Ill fitting KPIs are no argument against A/B-tests

This time @AndrewChen ’s Newsletter was somewhat weird. Under the heading “Conservation of Intent: The hidden reason why A/B tests aren’t as effective as they look, Andrew argues that measures which result from A/B testing and aim at improving conversion rates do not take into account that normal users among those who churn are statistically dominated by “low intent” minnows, i.e. those who do not pay (a lot): “Doing tactical things like moving buttons above the fold, optimizing headlines, removing form fields – those are great, but the increases won’t directly drop to your bottom line.”

Of course, they won’t. But who would claim that? And which A/B test would suggest that changing buttons, headlines or removing fields will have a directly measurable effect on returns? Measurable direct effects would be things like an improved call to action, a shorter walk to the shopping cart/ till etc. Quantifiably improved numbers of daily/ monthly active users, better retention rates, reduced churn rates, improved conversions, reduced CACs or CLVs, may all be potential mediate effects. But these results should not be linked directly 1:1 to any of the above mentioned individual measures or to improved returns. And frankly, I do not know who would do that. Paying value users, so called whales, should not be subsumed under “normal” users at all. Their particular way-above-the-monetary-norm intent can often already be depicted from the particulars of their visit to the landing page.

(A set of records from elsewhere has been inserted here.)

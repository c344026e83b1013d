//! Frame-stepped session update
//!
//! One call to [`tick`] per host frame. Gameplay only advances while
//! `Playing`; cosmetic animation runs in every phase.

use super::collision::overlaps;
use super::entity::{Entity, StepContext};
use super::events::{EventSink, GameEvent};
use super::level;
use super::particles::ParticleTint;
use super::pickup::PowerUpKind;
use super::state::{GamePhase, GameState};
use crate::consts::*;

/// Logical actions for a single frame
///
/// Directions are held; the rest are edge-triggered presses.
#[derive(Debug, Clone, Default)]
pub struct TickInput {
    pub up: bool,
    pub down: bool,
    pub left: bool,
    pub right: bool,
    /// Leave the menu and start a session
    pub start: bool,
    pub pause: bool,
    pub resume: bool,
    /// Acknowledge a level transition, victory or game over
    pub confirm: bool,
    /// Host clock in seconds, stored for cosmetic animation
    pub elapsed: f64,
}

impl TickInput {
    pub fn is_moving(&self) -> bool {
        self.up || self.down || self.left || self.right
    }
}

/// Advance the session by `dt` seconds
pub fn tick(state: &mut GameState, input: &TickInput, dt: f32, events: &mut impl EventSink) {
    state.elapsed = input.elapsed;

    match state.phase {
        GamePhase::Menu => {
            if input.start {
                state.start_session();
            }
        }
        GamePhase::Playing => update_playing(state, input, dt, events),
        GamePhase::Paused => {
            if input.resume {
                state.set_phase(GamePhase::Playing);
            }
        }
        GamePhase::LevelTransition => {
            if input.confirm {
                state.advance_level();
            }
        }
        GamePhase::Victory | GamePhase::GameOver => {
            if input.confirm {
                state.set_phase(GamePhase::Menu);
            }
        }
    }

    update_cosmetics(state, input, dt);
}

fn update_playing(state: &mut GameState, input: &TickInput, dt: f32, events: &mut impl EventSink) {
    if input.pause {
        state.set_phase(GamePhase::Paused);
        return;
    }

    state.time_remaining -= dt;
    if state.time_remaining <= 0.0 {
        state.time_remaining = 0.0;
        log::info!("Out of time with score {}", state.score);
        state.set_phase(GamePhase::GameOver);
        events.emit(GameEvent::GameOver);
        return;
    }

    let playfield = state.playfield();

    // Player
    {
        let mut ctx = StepContext {
            input,
            rng: &mut state.rng,
            playfield,
        };
        state.player.advance(dt, &mut ctx);
    }
    if input.is_moving() {
        let origin = state.player.rect.center();
        state
            .particles
            .emit(&mut state.rng, origin, 1, ParticleTint::Trail, 50.0, (1.0, 3.0));
    }

    // Power-ups
    for powerup in state.powerups.iter_mut() {
        let mut ctx = StepContext {
            input,
            rng: &mut state.rng,
            playfield,
        };
        powerup.advance(dt, &mut ctx);
        if powerup.just_spawned {
            events.emit(GameEvent::PowerUpSpawned(powerup.kind));
        }
        if powerup.try_collect(&mut state.player) {
            log::debug!("{:?} power-up collected", powerup.kind);
            events.emit(GameEvent::PowerUpCollected(powerup.kind));
            if powerup.kind == PowerUpKind::Speed {
                events.emit(GameEvent::SpeedBoostCollected);
            }
            state.particles.emit(
                &mut state.rng,
                powerup.rect.center(),
                20,
                powerup.kind.into(),
                100.0,
                (3.0, 6.0),
            );
        }
    }

    // Coins
    let player_rect = state.player.rect;
    for coin in state.coins.iter_mut() {
        let mut ctx = StepContext {
            input,
            rng: &mut state.rng,
            playfield,
        };
        coin.advance(dt, &mut ctx);
        if coin.try_collect(&player_rect) {
            state.score += COIN_SCORE;
            events.emit(GameEvent::CoinCollected);
            state
                .particles
                .emit(&mut state.rng, coin.rect.center(), 15, ParticleTint::Coin, 80.0, (2.0, 4.0));
        }
    }
    let all_collected = state.coins.iter().all(|c| !c.active);

    // Goal unlock
    if all_collected {
        if let Some(goal) = state.goal.as_mut() {
            if goal.enable() {
                log::debug!("All coins collected, exit open");
                events.emit(GameEvent::GoalEnabled);
                state
                    .particles
                    .emit(&mut state.rng, goal.rect.center(), 50, ParticleTint::Goal, 200.0, (5.0, 10.0));
            }
        }
    }

    // Walls
    for wall in state.walls.iter_mut() {
        let mut ctx = StepContext {
            input,
            rng: &mut state.rng,
            playfield,
        };
        wall.advance(dt, &mut ctx);

        if overlaps(&wall.bounds(), &state.player.bounds()) && state.player.take_damage() {
            log::debug!("Player hit, {} lives left", state.player.lives);
            events.emit(GameEvent::Hit);
            state.screen_shake = 1.0;
            state.particles.emit(
                &mut state.rng,
                state.player.rect.center(),
                30,
                ParticleTint::Hit,
                120.0,
                (4.0, 8.0),
            );
        }
    }

    if state.player.lives == 0 {
        log::info!("Out of lives with score {}", state.score);
        state.set_phase(GamePhase::GameOver);
        events.emit(GameEvent::GameOver);
        return;
    }

    let reached_goal = state
        .goal
        .as_ref()
        .is_some_and(|goal| goal.enabled && overlaps(&state.player.rect, &goal.rect));
    if reached_goal {
        state.score += LEVEL_BONUS;
        if level::is_last(state.level) {
            log::info!("Final level cleared with score {}", state.score);
            state.set_phase(GamePhase::Victory);
            events.emit(GameEvent::Victory);
        } else {
            log::info!("Level {} cleared", state.level);
            state.set_phase(GamePhase::LevelTransition);
            events.emit(GameEvent::LevelComplete);
        }
    }
}

fn update_cosmetics(state: &mut GameState, input: &TickInput, dt: f32) {
    if state.screen_shake > 0.0 {
        state.screen_shake = (state.screen_shake - SHAKE_DECAY * dt).max(0.0);
    }
    state.particles.advance(dt);
    let playfield = state.playfield();
    if let Some(goal) = state.goal.as_mut() {
        let mut ctx = StepContext {
            input,
            rng: &mut state.rng,
            playfield,
        };
        goal.advance(dt, &mut ctx);
    }
}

No serious person would expect that measuring and then changing something “high up on a funnel” would show results in equal measure way down the funnel. Andrew’s argument leads astray, because he does not distinguish between leading and lagging indicators which measure KPIs along a hierarchy of corresponding tactical and strategic (where “strategic measure” may either be the sum of a set of individually measured “tactical” activities or a separate type of measure such as e.g. choice of target group, choice of key words etc.). In short: The choice of false metrics should not be held against the institute of A/B testing.